How to better initialize a dictionary containing multidimensional array?

Hi everyone, I want to create a Dict() object where the keys are NTuple{6, Int} and the corresponding values are rank-6 arrays. I found the following function to create such Dict object with 64 items are much slower than I expected:

function test_time()
a = Dict()
for k in Iterators.product([0:1, 0:1, 0:1, 0:1, 0:1, 0:1]…)
a[k] = Array{Float64}(undef, 16, 16, 16, 16, 16, 16)
end
return a
end

julia> @btime test_time();
1.371 s (497 allocations: 8.00 GiB)

In the function above, I add 64 key-value pairs sequentially. But a single array initialization only cost little time :

julia> @btime Array{Float64}(undef, 16, 16, 16, 16, 16, 16);
1.681 μs (2 allocations: 128.00 MiB)

And 1.371 s / 64 is much larger than 1.681 μs.

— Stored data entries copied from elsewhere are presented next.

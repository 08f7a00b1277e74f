//! Stored order document decoding.
//!
//! The `entries` column holds JSON. Two shapes exist in the wild:
//!
//! - nested: `[{"partNumberCount": 2, "partNumbers": ["A1", "A1"]}, ...]`
//! - legacy flat: `{"partNumber": "A1", "quantity": 2}`, alone or in an array
//!
//! Flat items load as a single entry holding one part number with
//! `part_number_count = quantity`; `DeclaredQuantities` knows how to count those.

use serde::Deserialize;
use serde_json::Value as JsonValue;

use shipcheck_orders::{Entry, PartNumber};

use super::r#trait::OrderStoreError;

#[derive(Debug, Deserialize)]
#[serde(untagged)]
enum StoredEntry {
    Nested(Entry),
    Flat {
        #[serde(alias = "partNumber")]
        part_number: PartNumber,
        quantity: u32,
    },
}

impl From<StoredEntry> for Entry {
    fn from(value: StoredEntry) -> Self {
        match value {
            StoredEntry::Nested(entry) => entry,
            StoredEntry::Flat {
                part_number,
                quantity,
            } => Entry {
                part_number_count: quantity,
                part_numbers: vec![part_number],
            },
        }
    }
}

/// Decode a stored `entries` document in either shape.
pub fn decode_entries(doc: JsonValue) -> Result<Vec<Entry>, OrderStoreError> {
    let items: Vec<StoredEntry> = match doc {
        JsonValue::Array(_) => serde_json::from_value::<Vec<StoredEntry>>(doc),
        JsonValue::Object(_) => serde_json::from_value::<StoredEntry>(doc).map(|one| vec![one]),
        other => {
            return Err(OrderStoreError::Corrupt(format!(
                "entries must be an array or object, got {other}"
            )));
        }
    }
    .map_err(|e| OrderStoreError::Corrupt(format!("undecodable entries document: {e}")))?;

    Ok(items.into_iter().map(Entry::from).collect())
}

/// Encode entries in the nested shape (the only shape ever written).
pub fn encode_entries(entries: &[Entry]) -> Result<JsonValue, OrderStoreError> {
    serde_json::to_value(entries)
        .map_err(|e| OrderStoreError::Corrupt(format!("entries serialization failed: {e}")))
}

Can anybody help me with the problem, or provide better practices ?

Thanks in advance !

Instead of using Dict{Any, Any} you can create the Dict with the proper types:

function test_time_new()
a = Dict{NTuple{6, Int64},Array{Float64}}()
for k in Iterators.product([0:1, 0:1, 0:1, 0:1, 0:1, 0:1]...)
a[k] = Array{Float64}(undef, 16, 16, 16, 16, 16, 16)
end
return a
end
julia> @btime test_time();
  372.200 μs (564 allocations: 8.00 GiB)

julia> @btime test_time_new();
  256.400 μs (447 allocations: 8.00 GiB)

But I suspect that you may be able to overthink your data representation to gain much more performance.

1 Like

Further type restriction might help for down-stream tasks:

a = Dict{NTuple{6, Int64}, Array{Float64, 6}}()
                                       #^^^
1 Like
function test_time_new2()
a = Dict{NTuple{6, Int64},Array{Float64, 6}}()
for k in Iterators.product([0:1, 0:1, 0:1, 0:1, 0:1, 0:1]...)
a[k] = Array{Float64}(undef, 16, 16, 16, 16, 16, 16)
end
return a
end
julia> @btime test_time();
  268.700 μs (564 allocations: 8.00 GiB)

julia> @btime test_time_new();
  259.400 μs (447 allocations: 8.00 GiB)

julia> @btime test_time_new2();
  257.900 μs (447 allocations: 8.00 GiB)

My first timings were wrong, the function are too volatile to window switches and mouse movings…

1 Like

Thanks for your comments, your timing results are much more reasonable compared with mine, Is this a Julia version problem ? My version is 1.10.2

I observe similar timings on my laptop. Is there a chance that you don’t have enough available memory and your OS has to resort to the swap space? That might slow down the allocations.

2 Likes

I am not quite sure but it seems to be a version problem. I switch to Julia 1.7.2 on the same machine and the timing results looks good as @oheil. How can different versions result in such a huge difference if it is so :upside_down_face:

This is possible in general, but I lack the skill to connect your code to the former changes in versions.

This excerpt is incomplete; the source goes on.